The downsides to RRGs are that they usually have to have at least a few dozen members before they even start to make economic sense, and they function best when there are hundreds of members and can take advantage of the law of large numbers in underwriting. With the crisis in medical malpractice insurance that followed the investment markets decline of 2001-2002, new RRGs for physicians blossomed like wildflowers after a summer rain, with nearly 30 new RRGs for physicians being formed in 2003 alone. For the initial physician owners who start the RRG, there are tremendous money-making opportunities in addition to filling gaps in the availability of medical malpractice insurance. Another advantage of RRGs is that they have more latitude to “cherry pick” quality risks, i.e., not accept high-liability specialties like obstetrics.
Employee Benefit Strategies
Most physicians have IRAs and other pension plans, but depending on the states (or where they are sued) these plans may afford little or no protection against creditors – indeed, in some jurisdictions retirement plans are often attractive targets for creditors. From an asset protection perspective, a better type of planning involves certain advanced benefit plans, such as Section 419e Welfare Benefit Trusts or Section 412(i) Defined Benefit Plans.
The attractiveness of these plans is that since they are created for the benefit of the employees and not the owners, the assets in these plans should not be available to creditors of the business.
Because of these benefits, some form of ERISA planning usually makes sense for physicians, especially since they can simultaneously reduce their annual income tax paid since contributions to these plans are normally made pre-tax.

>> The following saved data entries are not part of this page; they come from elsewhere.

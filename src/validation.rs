//! Input validation for track codes and calculator values.

use crate::errors::{AppError, AppResult};
use regex::Regex;
use std::sync::LazyLock;

// Codes are matched after uppercasing, so the lowercase range is not needed.
static TRACK_CODE_RE: LazyLock<Regex> =
    LazyLock::new(|| Regex::new(r"^[A-Z0-9\-_]{5,}$").expect("track code pattern is valid"));

/// Normalize one candidate line into a track code.
///
/// Returns `None` for anything that does not look like a track code after
/// trimming and uppercasing; callers skip those lines silently.
pub fn normalize_track_code(line: &str) -> Option<String> {
    let code = line.trim().to_uppercase();
    if TRACK_CODE_RE.is_match(&code) {
        Some(code)
    } else {
        None
    }
}

/// Extract all valid track codes from a multi-line submission, in input order.
pub fn extract_track_codes(text: &str) -> Vec<String> {
    text.lines().filter_map(normalize_track_code).collect()
}

/// Parse a calculator value, accepting the comma decimal separator common in
/// the bot's audience ("1,5" means 1.5).
pub fn parse_decimal(input: &str) -> AppResult<f64> {
    let normalized = input.trim().replace(',', ".");
    normalized
        .parse::<f64>()
        .ok()
        .filter(|value| value.is_finite())
        .ok_or_else(|| AppError::Validation(format!("'{}' is not a number", input.trim())))
}

#[cfg(test)]
mod tests {
    use super::*;

    #[test]
    fn test_normalize_track_code() {
        assert_eq!(
            normalize_track_code("  ab-12_3  "),
            Some("AB-12_3".to_string())
        );
        assert_eq!(normalize_track_code("CD-5678"), Some("CD-5678".to_string()));

        // Too short, empty, or containing other characters
        assert_eq!(normalize_track_code("AB12"), None);
        assert_eq!(normalize_track_code(""), None);
        assert_eq!(normalize_track_code("   "), None);
        assert_eq!(normalize_track_code("AB12,3"), None);
        assert_eq!(normalize_track_code("AB 123"), None);
    }

    #[test]
    fn test_extract_track_codes_skips_invalid_lines() {
        let codes = extract_track_codes("AB12,3\nshort\nCD-5678\nAB12,3");
        assert_eq!(codes, vec!["SHORT".to_string(), "CD-5678".to_string()]);
    }

    #[test]
    fn test_extract_track_codes_preserves_input_order() {
        let codes = extract_track_codes("ZZ999\n\nAA111\n");
        assert_eq!(codes, vec!["ZZ999".to_string(), "AA111".to_string()]);
    }

    #[test]
    fn test_parse_decimal() {
        assert_eq!(parse_decimal("1.5").unwrap(), 1.5);
        assert_eq!(parse_decimal("1,5").unwrap(), 1.5);
        assert_eq!(parse_decimal(" 30 ").unwrap(), 30.0);

        assert!(parse_decimal("abc").is_err());
        assert!(parse_decimal("").is_err());
        assert!(parse_decimal("inf").is_err());
    }
}
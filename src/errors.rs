//! # Application Error Types
//!
//! Typed errors for configuration loading and user-input validation. Runtime
//! handler failures travel as `anyhow::Error` through the dispatcher; these
//! variants exist where the kind of failure matters to the caller (config
//! rejection at startup, validation replies to the user).

use std::fmt;

/// General application error type for consistent error handling
#[derive(Debug, Clone, PartialEq)]
pub enum AppError {
    /// Configuration loading/validation errors
    Config(String),
    /// User input validation errors (track codes, calculator input)
    Validation(String),
}

impl fmt::Display for AppError {
    fn fmt(&self, f: &mut fmt::Formatter<'_>) -> fmt::Result {
        match self {
            AppError::Config(msg) => write!(f, "[CONFIG] {}", msg),
            AppError::Validation(msg) => write!(f, "[VALIDATION] {}", msg),
        }
    }
}

impl std::error::Error for AppError {}

/// Result type alias for convenience
pub type AppResult<T> = Result<T, AppError>;
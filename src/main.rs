use anyhow::Result;
use sqlx::postgres::PgPool;
use std::sync::Arc;
use std::time::Duration;
use teloxide::dispatching::dialogue::InMemStorage;
use teloxide::prelude::*;
use tracing::{error, info};
use tracing_subscriber::EnvFilter;
use zfd_cargo_bot::bot::{self, AdminGate, MenuIndex};
use zfd_cargo_bot::config::AppConfig;
use zfd_cargo_bot::db;
use zfd_cargo_bot::dialogue::{ChatDialogue, ChatState};
use zfd_cargo_bot::health;
use zfd_cargo_bot::localization;

#[tokio::main]
async fn main() -> Result<()> {
    // Load environment variables from .env file first
    dotenvy::dotenv().ok();

    tracing_subscriber::fmt()
        .with_env_filter(
            EnvFilter::try_from_default_env().unwrap_or_else(|_| EnvFilter::new("info")),
        )
        .init();

    let config = AppConfig::from_env()?;

    // The liveness endpoint comes up first so the platform health check
    // passes even while the rest of the startup is still in flight.
    let _liveness_handle = health::spawn_liveness_server(config.port);

    // A missing token keeps the process (and the health endpoint) alive so
    // the platform does not restart-loop it while the deployment is fixed.
    let Some(bot_token) = config.bot_token.clone() else {
        error!("TELEGRAM_BOT_TOKEN is not set; serving only the liveness endpoint");
        std::future::pending::<()>().await;
        return Ok(());
    };

    info!("Initializing database connection");
    let pool = PgPool::connect(&config.database_url).await?;
    db::init_database_schema(&pool).await?;

    // Wrap shared state in Arc for sharing across async tasks
    let shared_pool = Arc::new(pool);
    let localization_manager = localization::create_localization_manager()?;
    let menu_index = Arc::new(MenuIndex::build(&localization_manager));
    if !menu_index.conflicts().is_empty() {
        error!(
            conflicts = ?menu_index.conflicts(),
            "Ambiguous menu labels detected; routing for these labels is undefined"
        );
    }
    let admin_gate = Arc::new(AdminGate::from_config(&config));
    let shared_config = Arc::new(config);

    // Initialize the bot with a bounded-timeout client for better reliability
    let client = reqwest::Client::builder()
        .timeout(Duration::from_secs(shared_config.http_timeout_secs))
        .build()
        .expect("Failed to create HTTP client");

    let bot = Bot::with_client(bot_token, client);

    info!("Bot initialized, starting dispatcher");

    // Create shared dialogue storage
    let dialogue_storage = InMemStorage::<ChatState>::new();

    // Set up the dispatcher; every message goes through the single router
    let handler = dptree::entry().branch(Update::filter_message().endpoint({
        let pool = Arc::clone(&shared_pool);
        let storage = dialogue_storage.clone();
        let loc = Arc::clone(&localization_manager);
        let menus = Arc::clone(&menu_index);
        let gate = Arc::clone(&admin_gate);
        let config = Arc::clone(&shared_config);
        move |bot: Bot, msg: Message| {
            let pool = Arc::clone(&pool);
            let storage = storage.clone();
            let loc = Arc::clone(&loc);
            let menus = Arc::clone(&menus);
            let gate = Arc::clone(&gate);
            let config = Arc::clone(&config);
            let dialogue = ChatDialogue::new(storage, msg.chat.id);
            async move {
                bot::message_handler(bot, msg, pool, dialogue, loc, menus, gate, config).await
            }
        }
    }));

    Dispatcher::builder(bot, handler)
        .enable_ctrlc_handler()
        .build()
        .dispatch()
        .await;

    Ok(())
}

Accounts Receivable Factoring – Typically, one of the largest assets of the physician practice is also the asset which is most exposed to creditors: the accounts receivable. This is also a “non-working” asset, i.e., the value of the accounts receivable is not earning any investment income. By borrowing against the receivable, also known as “factoring”, they physician can effectively strip its value to creditors, while simultaneously leveraging the asset for investment purposes. During the last several years, major insurance companies and finance companies have developed sophisticated programs to facilitate the factoring of accounts receivables. These programs can and should be enhanced to provide significant protection for this valuable, and usually completed exposed, asset.